Em vez disso, os combatentes palestinianos em Gaza continuam a resistir, apesar de suportarem um bloqueio paralisante de 17 anos. A sua resistência é emblemática de uma população que suportou décadas de dificuldades e que agora se levanta contra injustiças de longa data.

Os próximos dias são cruciais. Eles determinarão se a região entrará numa grande guerra ou se a cabeça fria prevalecerá e a situação não ficará fora de controlo. Os riscos são elevados e o mundo observa ansiosamente, à espera de uma solução que evite novas perdas de vidas inocentes.

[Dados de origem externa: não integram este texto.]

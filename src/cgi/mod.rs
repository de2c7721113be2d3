use compact_str::CompactString;
use smallvec::SmallVec;

/// Helpers for writing and parsing CGI/1.1 responses.
pub mod response;


type Values = SmallVec<[CompactString; 1]>;

/// The response headers of a script, in insertion order.
///
/// Header names are matched case-insensitively, as in HTTP. The spelling
/// of the first insertion is kept. Every name maps to a list of values,
/// each of which becomes its own header line.
#[derive(Debug, Clone, Default, PartialEq, Eq)]
pub struct Headers {
    entries: Vec<(CompactString, Values)>,
}

impl Headers {
    /// Creates an empty set of [`Headers`].
    #[inline]
    #[must_use]
    pub fn new() -> Self {
        Self::default()
    }

    fn position(&self, name: &str) -> Option<usize> {
        self.entries.iter().position(|(n, _)| n.eq_ignore_ascii_case(name))
    }

    /// Returns all values stored for `name`.
    #[must_use]
    pub fn get(&self, name: &str) -> &[CompactString] {
        self.position(name).map_or(&[][..], |i| &self.entries[i].1[..])
    }

    /// Replaces all values of `name` with `values`.
    ///
    /// Passing no values removes `name` from the [`Headers`].
    pub fn set<I, V>(&mut self, name: &str, values: I)
    where
        I: IntoIterator<Item = V>,
        V: Into<CompactString>,
    {
        let values: Values = values.into_iter().map(|v| single_line(name, v.into())).collect();
        match (self.position(name), values.is_empty()) {
            (Some(i), true) => {
                self.entries.remove(i);
            },
            (Some(i), false) => self.entries[i].1 = values,
            (None, true) => (),
            (None, false) => self.entries.push((name.into(), values)),
        }
    }

    /// Appends `value` to the values of `name`.
    pub fn add(&mut self, name: &str, value: impl Into<CompactString>) {
        let value = single_line(name, value.into());
        match self.position(name) {
            Some(i) => self.entries[i].1.push(value),
            None => self.entries.push((name.into(), smallvec::smallvec![value])),
        }
    }

    /// Sets the `Status` header to `status` and its reason phrase.
    pub fn set_status(&mut self, status: http::StatusCode) {
        self.set("Status", [response::status_value(status)]);
    }

    /// Returns the number of distinct header names.
    #[inline]
    #[must_use]
    pub fn len(&self) -> usize {
        self.entries.len()
    }

    /// Tests whether no headers are set.
    #[inline]
    #[must_use]
    pub fn is_empty(&self) -> bool {
        self.entries.is_empty()
    }

    /// Returns an iterator over all header lines as name-value pairs.
    pub fn iter(&self) -> impl Iterator<Item = (&str, &str)> + '_ {
        self.entries.iter()
            .flat_map(|(n, vals)| vals.iter().map(move |v| (n.as_str(), v.as_str())))
    }

    /// Appends the CGI/1.1 header block for these [`Headers`] to `out`.
    #[inline]
    pub fn write_block(&self, out: &mut Vec<u8>) {
        response::write_header_block(out, self.iter());
    }
}

/// Strips line breaks, which would end the header block early.
fn single_line(name: &str, value: CompactString) -> CompactString {
    if !value.contains(['\r', '\n']) {
        return value;
    }
    tracing::warn!(name, "line breaks removed from header value");
    value.chars().filter(|c| !matches!(c, '\r' | '\n')).collect()
}


#[cfg(test)]
mod tests {
    use super::*;

    #[test]
    fn insertion_order() {
        let mut h = Headers::new();
        h.set("Content-Type", ["text/html"]);
        h.add("Set-Cookie", "a=1");
        h.add("set-cookie", "b=2");
        h.set_status(http::StatusCode::CREATED);

        let lines: Vec<_> = h.iter().collect();
        assert_eq!(lines, [
            ("Content-Type", "text/html"),
            ("Set-Cookie", "a=1"),
            ("Set-Cookie", "b=2"),
            ("Status", "201 Created"),
        ]);
        assert_eq!(h.len(), 3);

        let mut out = Vec::new();
        h.write_block(&mut out);
        assert_eq!(out, b"Content-Type:text/html\nSet-Cookie:a=1\nSet-Cookie:b=2\nStatus:201 Created\n\n");
    }

    #[test]
    fn replace_and_remove() {
        let mut h = Headers::new();
        h.set("X-A", ["1", "2"]);
        h.set("X-B", ["3"]);
        assert_eq!(h.get("x-a"), ["1", "2"]);

        h.set("x-a", ["4"]);
        assert_eq!(h.get("X-A"), ["4"]);
        assert_eq!(h.iter().next(), Some(("X-A", "4")));

        h.set("X-A", std::iter::empty::<&str>());
        assert!(h.get("X-A").is_empty());
        assert_eq!(h.len(), 1);
        h.set("X-Missing", std::iter::empty::<&str>());
        assert_eq!(h.len(), 1);
    }

    #[test]
    fn line_breaks_stripped() {
        let mut h = Headers::new();
        h.set("Location", ["/next\r\nSet-Cookie: evil=1"]);
        h.add("X-Note", "a\nb");
        assert_eq!(h.get("Location"), ["/nextSet-Cookie: evil=1"]);

        let mut out = Vec::new();
        h.write_block(&mut out);
        assert_eq!(out, b"Location:/nextSet-Cookie: evil=1\nX-Note:ab\n\n");
    }
}
use crate::macros::trace;
use crate::protocol::{self as fcgi, Limits, ProtocolVariable, RequestRecord, ResponseRecord};


/// Answers a management record, i.e. one addressed to request ID 0.
///
/// Returns the record to send back at request ID 0, if any.
pub(crate) fn handle(record: RequestRecord, limits: &Limits) -> Option<ResponseRecord> {
    match record {
        RequestRecord::GetValues(query) => Some(get_values(&query, limits)),
        RequestRecord::Unrecognized(rtype) => {
            tracing::debug!(rtype, "unknown record type");
            Some(ResponseRecord::UnknownType(fcgi::body::UnknownType { rtype }))
        },
        r => {
            tracing::warn!(record = ?r, "unexpected management record ignored");
            None
        },
    }
}

/// Answers the known variables of a `GetValues` query in query order.
fn get_values(query: &[u8], limits: &Limits) -> ResponseRecord {
    let mut out = Vec::new();
    for (name, _) in fcgi::nv::NVIter::new(query) {
        let Ok(var) = ProtocolVariable::from_name(name) else {
            trace!(name = %String::from_utf8_lossy(name), "unknown protocol variable skipped");
            continue;
        };
        let value = var.value(limits);
        if let Err(e) = fcgi::nv::write((name, value.as_bytes()), &mut out) {
            let error: &dyn std::error::Error = &e;
            tracing::error!(error, "encoding protocol variable failed");
        }
    }
    ResponseRecord::GetValuesResult(out)
}


#[cfg(test)]
mod tests {
    use super::*;
    use crate::test_support::encode_params;

    const LIMITS: Limits = Limits { max_conns: 4, max_reqs: 16, mpxs_conns: true };

    #[test]
    fn values_in_query_order() {
        let query = encode_params(&[
            (b"FCGI_MPXS_CONNS", b""),
            (b"FCGI_UNKNOWN", b""),
            (b"FCGI_MAX_CONNS", b""),
            (b"FCGI_MAX_REQS", b"ignored"),
        ]);
        let expected = encode_params(&[
            (b"FCGI_MPXS_CONNS", b"1"),
            (b"FCGI_MAX_CONNS", b"4"),
            (b"FCGI_MAX_REQS", b"16"),
        ]);
        assert_eq!(handle(RequestRecord::GetValues(query), &LIMITS), Some(ResponseRecord::GetValuesResult(expected)));
        assert_eq!(
            handle(RequestRecord::GetValues(Vec::new()), &LIMITS),
            Some(ResponseRecord::GetValuesResult(Vec::new())),
        );
    }

    #[test]
    fn unknown_and_unexpected() {
        let resp = handle(RequestRecord::Unrecognized(42), &LIMITS);
        assert_eq!(resp, Some(ResponseRecord::UnknownType(fcgi::body::UnknownType { rtype: 42 })));
        assert_eq!(handle(RequestRecord::Stdin(b"stray".to_vec()), &LIMITS), None);
        assert_eq!(handle(RequestRecord::AbortRequest, &LIMITS), None);
    }
}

A intrincada rede de alianças, estratégias e interesses geopolíticos no Médio Oriente voltou mais uma vez à tona com o atual conflito em Gaza. O profundo envolvimento do “eixo da resistência” pôs em evidência a natureza multidimensional do conflito, no qual as potências regionais não são meros espectadores, mas sim participantes ativos. As ações do exército israelita, combinadas com o espírito indomável dos combatentes palestinianos, sublinham a volatilidade da situação. À medida que as potências internacionais se envolvem, a possibilidade de o conflito aumentar ou ser neutralizado está em jogo.

O papel dos principais intervenientes, como os Estados Unidos e o Irã, juntamente com as manobras estratégicas de grupos como o Hezbollah, delineiam uma região em que cada movimento tem consequências de longo alcance. A resiliência dos combatentes palestinianos, apesar de anos de bloqueio e adversidade, é uma prova da determinação e do espírito geral de resistência na região.

Enquanto o mundo observa com a respiração suspensa, há esperança de uma solução que dê prioridade à vida humana e abra caminho para uma paz duradoura. Contudo, a dinâmica complexa sugere que alcançar tal solução exigirá mais do que apenas estratégias militares; exigirá delicadeza diplomática, compreensão mútua e um compromisso genuíno com a paz por parte de todas as partes envolvidas, algo que Israel rejeitou antes da guerra em Gaza.